Thanks in advance Guys
Example: –
By: dodrums - 15th June 2004 at 08:32
FWIW I’m using a Fuji Finepix S5000 with the 1.5x teleconversion lens.
another thing to check, is there a menu setting for when the teleconverter is attached? most appear to.
Ken
By: LesB - 15th June 2004 at 00:14
Rob
FWIW I’m using a Fuji Finepix S5000 with the 1.5x teleconversion lens.
The converter might be part of your problem. Adding glass to the proprietery lens can only result in the camera setting wider apertures to compensate (less light available at the focal plane). It could be that, with the converter in place, overexposure is the norm on bright, sunny days as the camera would be forced into setting a fairly large aperture (say f5.6 equivalent or even less, around f3.5!) instead of around f8-f16. That situation against a bright sky as well . . .
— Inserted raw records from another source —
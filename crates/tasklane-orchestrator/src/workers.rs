use crate::types::{NewWorker, Worker, WorkerStatus};
use chrono::{DateTime, Duration, Utc};
use rusqlite::types::Type;
use rusqlite::{params, Connection, OptionalExtension, Row};
use std::sync::Arc;
use tasklane_core::time::format_ts;
use tasklane_core::{Clock, TasklaneError, TasklaneResult, WorkerId};
use tasklane_store::db::{json_column, ts_column};
use tasklane_store::Database;

/// Tracks worker processes and their liveness.
pub trait WorkerRegistry: Send + Sync {
    fn register_worker(&self, new: NewWorker) -> TasklaneResult<Worker>;
    fn get_worker(&self, id: &WorkerId) -> TasklaneResult<Option<Worker>>;
    fn list_workers(&self) -> TasklaneResult<Vec<Worker>>;

    /// Stamp `last_heartbeat_at = now`. A worker marked dead comes back as idle.
    fn heartbeat(&self, id: &WorkerId) -> TasklaneResult<()>;

    fn set_status(&self, id: &WorkerId, status: WorkerStatus) -> TasklaneResult<()>;

    /// Transition to dead. Returns false if the worker was already dead.
    fn mark_dead(&self, id: &WorkerId) -> TasklaneResult<bool>;

    /// Transition to dead only if the last heartbeat is still older than
    /// `stale_threshold`, checked in the same transaction as the update.
    /// Returns false if the worker heartbeated since it was found or is
    /// already dead.
    fn mark_dead_if_stale(&self, id: &WorkerId, stale_threshold: Duration) -> TasklaneResult<bool>;

    /// Live workers whose last heartbeat is older than `stale_threshold`.
    fn find_dead_workers(&self, stale_threshold: Duration) -> TasklaneResult<Vec<Worker>>;
}

const WORKER_COLUMNS: &str = "id, name, hostname, pid, status, registered_at, \
                              last_heartbeat_at, capabilities, metadata";

fn worker_from_row(row: &Row<'_>) -> rusqlite::Result<Worker> {
    let status: String = row.get(4)?;
    let status = status
        .parse::<WorkerStatus>()
        .map_err(|e| rusqlite::Error::FromSqlConversionFailure(4, Type::Text, Box::new(e)))?;
    let pid: Option<i64> = row.get(3)?;
    Ok(Worker {
        id: row.get(0)?,
        name: row.get(1)?,
        hostname: row.get(2)?,
        pid: pid.and_then(|p| u32::try_from(p).ok()),
        status,
        registered_at: ts_column(row, 5)?,
        last_heartbeat_at: ts_column(row, 6)?,
        capabilities: json_column(row, 7)?,
        metadata: json_column(row, 8)?,
    })
}

pub(crate) fn load_worker(conn: &Connection, id: &WorkerId) -> TasklaneResult<Option<Worker>> {
    let sql = format!("SELECT {WORKER_COLUMNS} FROM workers WHERE id = ?1");
    Ok(conn.query_row(&sql, [id], worker_from_row).optional()?)
}

/// Heartbeats strictly before the returned instant are stale.
fn stale_cutoff(now: DateTime<Utc>, stale_threshold: Duration) -> TasklaneResult<String> {
    now.checked_sub_signed(stale_threshold)
        .map(format_ts)
        .ok_or_else(|| {
            TasklaneError::validation(format!(
                "stale threshold of {}s is out of range",
                stale_threshold.num_seconds()
            ))
        })
}

/// [`WorkerRegistry`] over the `workers` table.
pub struct SqliteWorkerRegistry {
    db: Database,
    clock: Arc<dyn Clock>,
}

impl SqliteWorkerRegistry {
    pub fn new(db: Database, clock: Arc<dyn Clock>) -> Self {
        Self { db, clock }
    }
}

impl WorkerRegistry for SqliteWorkerRegistry {
    fn register_worker(&self, new: NewWorker) -> TasklaneResult<Worker> {
        if new.name.trim().is_empty() {
            return Err(TasklaneError::validation("worker name must not be empty"));
        }
        let now = self.clock.now();
        let worker = Worker {
            id: WorkerId::generate(),
            name: new.name,
            hostname: new.hostname,
            pid: new.pid,
            status: WorkerStatus::Idle,
            registered_at: now,
            last_heartbeat_at: now,
            capabilities: new.capabilities,
            metadata: new.metadata,
        };
        self.db.with_conn(|conn| {
            conn.execute(
                "INSERT INTO workers (id, name, hostname, pid, status, registered_at,
                                      last_heartbeat_at, capabilities, metadata)
                 VALUES (?1, ?2, ?3, ?4, ?5, ?6, ?7, ?8, ?9)",
                params![
                    worker.id,
                    worker.name,
                    worker.hostname,
                    worker.pid,
                    worker.status.as_str(),
                    format_ts(worker.registered_at),
                    format_ts(worker.last_heartbeat_at),
                    serde_json::to_string(&worker.capabilities)?,
                    serde_json::to_string(&worker.metadata)?,
                ],
            )?;
            Ok(())
        })?;
        tracing::info!(worker_id = %worker.id, name = %worker.name, "Worker registered");
        Ok(worker)
    }

    fn get_worker(&self, id: &WorkerId) -> TasklaneResult<Option<Worker>> {
        self.db.with_conn(|conn| load_worker(conn, id))
    }

    fn list_workers(&self) -> TasklaneResult<Vec<Worker>> {
        self.db.with_conn(|conn| {
            let sql = format!("SELECT {WORKER_COLUMNS} FROM workers ORDER BY registered_at, id");
            let mut stmt = conn.prepare(&sql)?;
            let workers = stmt
                .query_map([], worker_from_row)?
                .collect::<Result<Vec<_>, _>>()?;
            Ok(workers)
        })
    }

    fn heartbeat(&self, id: &WorkerId) -> TasklaneResult<()> {
        let now = format_ts(self.clock.now());
        // Single narrow UPDATE; never takes part in a claim transaction.
        let changed = self.db.with_conn(|conn| {
            Ok(conn.execute(
                "UPDATE workers
                 SET last_heartbeat_at = ?2,
                     status = CASE WHEN status = 'dead' THEN 'idle' ELSE status END
                 WHERE id = ?1",
                params![id, now],
            )?)
        })?;
        if changed == 0 {
            return Err(TasklaneError::not_found("worker", id));
        }
        tracing::trace!(worker_id = %id, "Heartbeat");
        Ok(())
    }

    fn set_status(&self, id: &WorkerId, status: WorkerStatus) -> TasklaneResult<()> {
        let changed = self.db.with_conn(|conn| {
            Ok(conn.execute(
                "UPDATE workers SET status = ?2 WHERE id = ?1",
                params![id, status.as_str()],
            )?)
        })?;
        if changed == 0 {
            return Err(TasklaneError::not_found("worker", id));
        }
        Ok(())
    }

    fn mark_dead(&self, id: &WorkerId) -> TasklaneResult<bool> {
        let transitioned = self.db.immediate(|tx| {
            if load_worker(tx, id)?.is_none() {
                return Err(TasklaneError::not_found("worker", id));
            }
            let changed = tx.execute(
                "UPDATE workers SET status = 'dead' WHERE id = ?1 AND status != 'dead'",
                [id],
            )?;
            Ok(changed > 0)
        })?;
        if transitioned {
            tracing::warn!(worker_id = %id, "Worker marked dead");
        }
        Ok(transitioned)
    }

    fn mark_dead_if_stale(
        &self,
        id: &WorkerId,
        stale_threshold: Duration,
    ) -> TasklaneResult<bool> {
        let cutoff = stale_cutoff(self.clock.now(), stale_threshold)?;
        let transitioned = self.db.immediate(|tx| {
            if load_worker(tx, id)?.is_none() {
                return Err(TasklaneError::not_found("worker", id));
            }
            let changed = tx.execute(
                "UPDATE workers SET status = 'dead'
                 WHERE id = ?1 AND status != 'dead' AND last_heartbeat_at < ?2",
                params![id, cutoff],
            )?;
            Ok(changed > 0)
        })?;
        if transitioned {
            tracing::warn!(worker_id = %id, "Stale worker marked dead");
        } else {
            tracing::debug!(worker_id = %id, "Worker no longer stale, left alive");
        }
        Ok(transitioned)
    }

    fn find_dead_workers(&self, stale_threshold: Duration) -> TasklaneResult<Vec<Worker>> {
        let cutoff = stale_cutoff(self.clock.now(), stale_threshold)?;
        self.db.with_conn(|conn| {
            let sql = format!(
                "SELECT {WORKER_COLUMNS} FROM workers
                 WHERE status != 'dead' AND last_heartbeat_at < ?1
                 ORDER BY last_heartbeat_at, id"
            );
            let mut stmt = conn.prepare(&sql)?;
            let workers = stmt
                .query_map([cutoff], worker_from_row)?
                .collect::<Result<Vec<_>, _>>()?;
            Ok(workers)
        })
    }
}
//! Readiness computation over the dependency graph.
//!
//! Everything here is a pure function of the task and edge sets passed in.

use crate::task::{Dependency, Task};
use std::collections::{HashMap, HashSet};
use tasklane_core::TaskId;

/// A task is ready when its own status is workable and every blocker is done.
///
/// `blockers` holds one entry per incoming edge; `None` stands for a blocker
/// that could not be resolved and is never treated as done.
pub fn is_ready(task: &Task, blockers: &[Option<&Task>]) -> bool {
    task.status.is_workable()
        && blockers
            .iter()
            .all(|b| b.is_some_and(|b| b.status == crate::TaskStatus::Done))
}

/// Filter `tasks` down to the ready subset, preserving input order.
pub fn compute_ready<'a>(tasks: &'a [Task], edges: &[Dependency]) -> Vec<&'a Task> {
    let by_id: HashMap<&TaskId, &Task> = tasks.iter().map(|t| (&t.id, t)).collect();
    let mut incoming: HashMap<&TaskId, Vec<&TaskId>> = HashMap::new();
    for edge in edges {
        incoming
            .entry(&edge.blocked_id)
            .or_default()
            .push(&edge.blocker_id);
    }

    tasks
        .iter()
        .filter(|task| {
            let blockers: Vec<Option<&Task>> = incoming
                .get(&task.id)
                .map(|ids| ids.iter().map(|id| by_id.get(id).copied()).collect())
                .unwrap_or_default();
            is_ready(task, &blockers)
        })
        .collect()
}

/// Whether adding `blocker -> blocked` to `edges` would close a cycle.
pub fn would_create_cycle(edges: &[Dependency], blocker: &TaskId, blocked: &TaskId) -> bool {
    if blocker == blocked {
        return true;
    }
    // The new edge closes a cycle iff `blocker` is already reachable from `blocked`.
    let mut outgoing: HashMap<&TaskId, Vec<&TaskId>> = HashMap::new();
    for edge in edges {
        outgoing
            .entry(&edge.blocker_id)
            .or_default()
            .push(&edge.blocked_id);
    }
    let mut seen = HashSet::new();
    let mut stack = vec![blocked];
    while let Some(current) = stack.pop() {
        if current == blocker {
            return true;
        }
        if !seen.insert(current) {
            continue;
        }
        if let Some(next) = outgoing.get(current) {
            stack.extend(next.iter().copied());
        }
    }
    false
}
Considering the above, and you using a “forced” 1/250th, this set of circumstances seems the likely culprit. You may just have to accept “frozen” props – or only go to airshows on cloudy days. :rolleyes:
What do the read-outs in the viewfider say you are getting? What aperture/speed is being set? Can you set the ISO to lower than 200ASA?
Probably not very helpful but it’s an interesting problem. 😉
By: Flood - 15th June 2004 at 00:12
Why Nikon opted for 200 ASA heaven knows.
I was told that no one used 100ISO anymore – that was why it was the lowest rating on my D1. Nice to see Nikon have changed their mind since then…;)
Flood.â„¢
By: RobAnt - 14th June 2004 at 21:24
mmm – Thanks Septic – FWIW I’m using a Fuji Finepix S5000 with the 1.5x teleconversion lens.
By: Septic - 14th June 2004 at 21:15
I have a Nikon D100 and had a very similar problem last year. The D100s slowest ASA setting is 200, in very bright conditions it tended to over expose the shots. The solution was to buy a polarising or Neutral density filter which helps reduce the amount of light availiable.
Why Nikon opted for 200 ASA heaven knows.
Septic.
By: RobAnt - 14th June 2004 at 20:46
Interesting response, I’ll look at that. Thanks.
By: LesB - 14th June 2004 at 20:41
Rob
Could also be that the camera is set on “spot” metering. This would mean that the camera is exposing for the shaded dark colour of the -17. To get a nominal exposure for the kite the rest of the image (the sky) would be overexposed by the camera. Try setting “centre weighted” metering.
By: RobAnt - 14th June 2004 at 19:11
Don’t know – it is currently showing ASA200 on that setting. But whether that is dynamic, or not, (ie it changes depending on conditions) I don’t know.
I’ll have to look that up – so a lower F stop or ASA setting is what I should try and look for?